PITY this country that has followed a lot of the current orthodoxy coming out of the Washington Consensus (i.e. the IMF/World Bank, the IDB and the US Govt.), but finds itself with worsening economic and social problems.
At the start of September, the Argentinean government was struggling to find an agreement with the IMF and its various other creditors to avoid further default and reach suitable fiscal reforms. While Argentina hopes to postpone all debt due through 2003 in order to get a breathing space, the IMF has cut off any additional inflows until Argentina agrees to a restructured plan that will meet scheduled debt payments, restructure its bank sector, create central bank independence, recreate a monetary anchor, and rein in its provincial governments on fiscal prudence.

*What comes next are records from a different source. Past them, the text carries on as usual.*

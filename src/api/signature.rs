//! Webhook Signature Verification (Standard Webhooks / Svix)
//!
//! ```text
//! signed content = "{webhook-id}.{webhook-timestamp}.{raw body}"
//! signature      = base64(HMAC-SHA256(secret, signed content))
//! header         = "v1,<sig> v1,<sig2> ..."   (any match passes)
//! ```
//!
//! `svix-*` header names are accepted as aliases.

use axum::http::HeaderMap;
use base64::{engine::general_purpose::STANDARD as BASE64, Engine};
use hmac::{Hmac, Mac};
use sha2::Sha256;

use crate::models::errors::{AppError, AppResult};
use crate::utils::constants::WEBHOOK_TOLERANCE_SECS;

type HmacSha256 = Hmac<Sha256>;

const SECRET_PREFIX: &str = "whsec_";

/// HMAC key holder for inbound webhook verification
#[derive(Clone)]
pub struct WebhookVerifier {
    key: Vec<u8>,
    tolerance_secs: u64,
}

impl std::fmt::Debug for WebhookVerifier {
    fn fmt(&self, f: &mut std::fmt::Formatter<'_>) -> std::fmt::Result {
        f.debug_struct("WebhookVerifier")
            .field("tolerance_secs", &self.tolerance_secs)
            .finish_non_exhaustive()
    }
}

impl WebhookVerifier {
    /// `secret` is `whsec_<base64>`; the prefix is optional
    pub fn new(secret: &str) -> AppResult<Self> {
        let encoded = secret.trim();
        let encoded = encoded.strip_prefix(SECRET_PREFIX).unwrap_or(encoded);
        let key = BASE64
            .decode(encoded)
            .map_err(|e| AppError::invalid_config(format!("WEBHOOK_SECRET is not base64: {}", e)))?;
        if key.is_empty() {
            return Err(AppError::invalid_config("WEBHOOK_SECRET is empty"));
        }
        Ok(Self {
            key,
            tolerance_secs: WEBHOOK_TOLERANCE_SECS,
        })
    }

    /// Verify against request headers at the current time
    pub fn verify(&self, headers: &HeaderMap, body: &[u8]) -> AppResult<()> {
        self.verify_at(headers, body, chrono::Utc::now().timestamp())
    }

    pub fn verify_at(&self, headers: &HeaderMap, body: &[u8], now: i64) -> AppResult<()> {
        let id = header(headers, "webhook-id", "svix-id")?;
        let timestamp = header(headers, "webhook-timestamp", "svix-timestamp")?;
        let signatures = header(headers, "webhook-signature", "svix-signature")?;

        let ts: i64 = timestamp
            .parse()
            .map_err(|_| AppError::invalid_signature("Malformed webhook timestamp"))?;
        let skew = now.abs_diff(ts);
        if skew > self.tolerance_secs {
            return Err(AppError::invalid_signature(format!(
                "Webhook timestamp outside tolerance ({}s skew)",
                skew
            )));
        }

        let mac = self.mac(id, timestamp, body)?;
        let matched = signatures
            .split_whitespace()
            .filter_map(|entry| entry.split_once(','))
            .filter(|(version, _)| *version == "v1")
            .filter_map(|(_, sig)| BASE64.decode(sig).ok())
            .any(|sig| mac.clone().verify_slice(&sig).is_ok());

        if matched {
            Ok(())
        } else {
            Err(AppError::invalid_signature("No matching webhook signature"))
        }
    }

    /// Raw HMAC over the signed content
    pub fn sign(&self, id: &str, timestamp: &str, body: &[u8]) -> AppResult<Vec<u8>> {
        Ok(self.mac(id, timestamp, body)?.finalize().into_bytes().to_vec())
    }

    /// `v1,<base64>` header value for outbound use and tests
    pub fn signature_header(&self, id: &str, timestamp: &str, body: &[u8]) -> AppResult<String> {
        Ok(format!("v1,{}", BASE64.encode(self.sign(id, timestamp, body)?)))
    }

    fn mac(&self, id: &str, timestamp: &str, body: &[u8]) -> AppResult<HmacSha256> {
        let mut mac = HmacSha256::new_from_slice(&self.key)
            .map_err(|e| AppError::invalid_config(format!("Unusable webhook key: {}", e)))?;
        mac.update(id.as_bytes());
        mac.update(b".");
        mac.update(timestamp.as_bytes());
        mac.update(b".");
        mac.update(body);
        Ok(mac)
    }
}

fn header<'a>(headers: &'a HeaderMap, name: &str, alias: &str) -> AppResult<&'a str> {
    headers
        .get(name)
        .or_else(|| headers.get(alias))
        .and_then(|v| v.to_str().ok())
        .ok_or_else(|| AppError::invalid_signature(format!("Missing {} header", name)))
}

#[cfg(test)]
mod tests {
    use super::*;
    use axum::http::HeaderValue;

    // Standard Webhooks reference vector
    const SECRET: &str = "whsec_MfKQ9r8GKYqrTwjUPD8ILPZIo2LaLaSw";
    const MSG_ID: &str = "msg_p5jXN8AQM9LWM0D4loKWxJek";
    const TIMESTAMP: i64 = 1614265330;
    const BODY: &[u8] = br#"{"test": 2432232314}"#;
    const EXPECTED: &str = "v1,g0hM9SsE+OTPJTGt/tmIKtSyZlE3uFJELVlNIOLJ1OE=";

    fn headers(id: &str, ts: i64, sig: &str) -> HeaderMap {
        let mut h = HeaderMap::new();
        h.insert("webhook-id", HeaderValue::from_str(id).unwrap());
        h.insert("webhook-timestamp", HeaderValue::from_str(&ts.to_string()).unwrap());
        h.insert("webhook-signature", HeaderValue::from_str(sig).unwrap());
        h
    }

    #[test]
    fn test_reference_vector() {
        let verifier = WebhookVerifier::new(SECRET).unwrap();
        assert_eq!(
            verifier.signature_header(MSG_ID, &TIMESTAMP.to_string(), BODY).unwrap(),
            EXPECTED
        );
        assert!(verifier
            .verify_at(&headers(MSG_ID, TIMESTAMP, EXPECTED), BODY, TIMESTAMP)
            .is_ok());
    }

    #[test]
    fn test_any_listed_signature_passes() {
        let verifier = WebhookVerifier::new(SECRET).unwrap();
        let sig = format!("v1,Zm9vYmFy {} v2,abc", EXPECTED);
        assert!(verifier
            .verify_at(&headers(MSG_ID, TIMESTAMP, &sig), BODY, TIMESTAMP + 10)
            .is_ok());
    }

    #[test]
    fn test_tampered_body_fails() {
        let verifier = WebhookVerifier::new(SECRET).unwrap();
        let err = verifier
            .verify_at(&headers(MSG_ID, TIMESTAMP, EXPECTED), b"{}", TIMESTAMP)
            .unwrap_err();
        assert_eq!(err.code_str(), "WEBHOOK_INVALID_SIGNATURE");
    }

    #[test]
    fn test_stale_timestamp_fails() {
        let verifier = WebhookVerifier::new(SECRET).unwrap();
        let res = verifier.verify_at(
            &headers(MSG_ID, TIMESTAMP, EXPECTED),
            BODY,
            TIMESTAMP + WEBHOOK_TOLERANCE_SECS as i64 + 1,
        );
        assert!(res.is_err());
    }

    #[test]
    fn test_extreme_timestamp_is_rejected() {
        let verifier = WebhookVerifier::new(SECRET).unwrap();
        let mut h = headers(MSG_ID, TIMESTAMP, EXPECTED);
        h.insert("webhook-timestamp", HeaderValue::from_static("-9223372036854775808"));
        let err = verifier.verify_at(&h, BODY, 1_700_000_000).unwrap_err();
        assert_eq!(err.code_str(), "WEBHOOK_INVALID_SIGNATURE");
        assert!(err.message.contains("outside tolerance"));

        h.insert("webhook-timestamp", HeaderValue::from_static("9223372036854775807"));
        assert!(verifier.verify_at(&h, BODY, i64::MIN).is_err());
    }

    #[test]
    fn test_truncated_signature_fails() {
        let verifier = WebhookVerifier::new(SECRET).unwrap();
        let short = &EXPECTED[..EXPECTED.len() - 8];
        assert!(verifier
            .verify_at(&headers(MSG_ID, TIMESTAMP, short), BODY, TIMESTAMP)
            .is_err());
    }

    #[test]
    fn test_svix_aliases_and_unprefixed_secret() {
        let verifier = WebhookVerifier::new(SECRET.trim_start_matches(SECRET_PREFIX)).unwrap();
        let mut h = HeaderMap::new();
        h.insert("svix-id", HeaderValue::from_static(MSG_ID));
        h.insert("svix-timestamp", HeaderValue::from_str(&TIMESTAMP.to_string()).unwrap());
        h.insert("svix-signature", HeaderValue::from_static(EXPECTED));
        assert!(verifier.verify_at(&h, BODY, TIMESTAMP).is_ok());
    }

    #[test]
    fn test_missing_headers_fail() {
        let verifier = WebhookVerifier::new(SECRET).unwrap();
        assert!(verifier.verify_at(&HeaderMap::new(), BODY, TIMESTAMP).is_err());
    }

    #[test]
    fn test_invalid_secret_is_config_error() {
        let err = WebhookVerifier::new("whsec_!!!").unwrap_err();
        assert_eq!(err.code_str(), "CFG_INVALID_VALUE");
    }
}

Roll-overs apart, there is little likelihood of reaching a suitable agreement as with general elections around the corner, there is little that a tough government can do, if it expects to retain office or get ushered into office.
All of this for a government that less than one year ago was a poster child for economic right-wing reforms. It is a clear danger that the 'one-size-fits-all' model will not work, regardless of whether it is an East-Asian economy (as several went against the model and tightened capital controls when they had their troubles) or a Central and South American economy.
Argentina in 2002 faces a rapid rise in inflation, tremendous uncertainty, mass emigration and a worsening of those sinking into poverty. All of this for a country that felt it had turned the bad times by getting rid of its military juntas, adopting a Currency Board regime and was European-like in outlook.
Argentina does have a trade surplus to work with but its fiscal solutions (albeit what was done in the US in the 1930s and to some extent being done again in 2002) of running large deficits will not be tolerated, given its large external debt. It cannot keep postponing a run on its banks to take out whatever remaining sums still exist, without jeopardising its current currency.
What is clear is that more developing countries, big or small, will have to walk a higher economic tightrope in the future, with much less safety nets if they fall. Right-wing orthodoxy has not worked but neither will left-wing orthodoxy (ala Venezuela) since extreme solutions seem unlikely to work. Individual failures, like Argentina at this time, can be left 'dangling in the wind' where they cannot please external groups without hurting internal groups, or pleasing internal groups without hurting external groups. Unless there is a systemic failure, this situation will face more contries in the future but will not be resolved.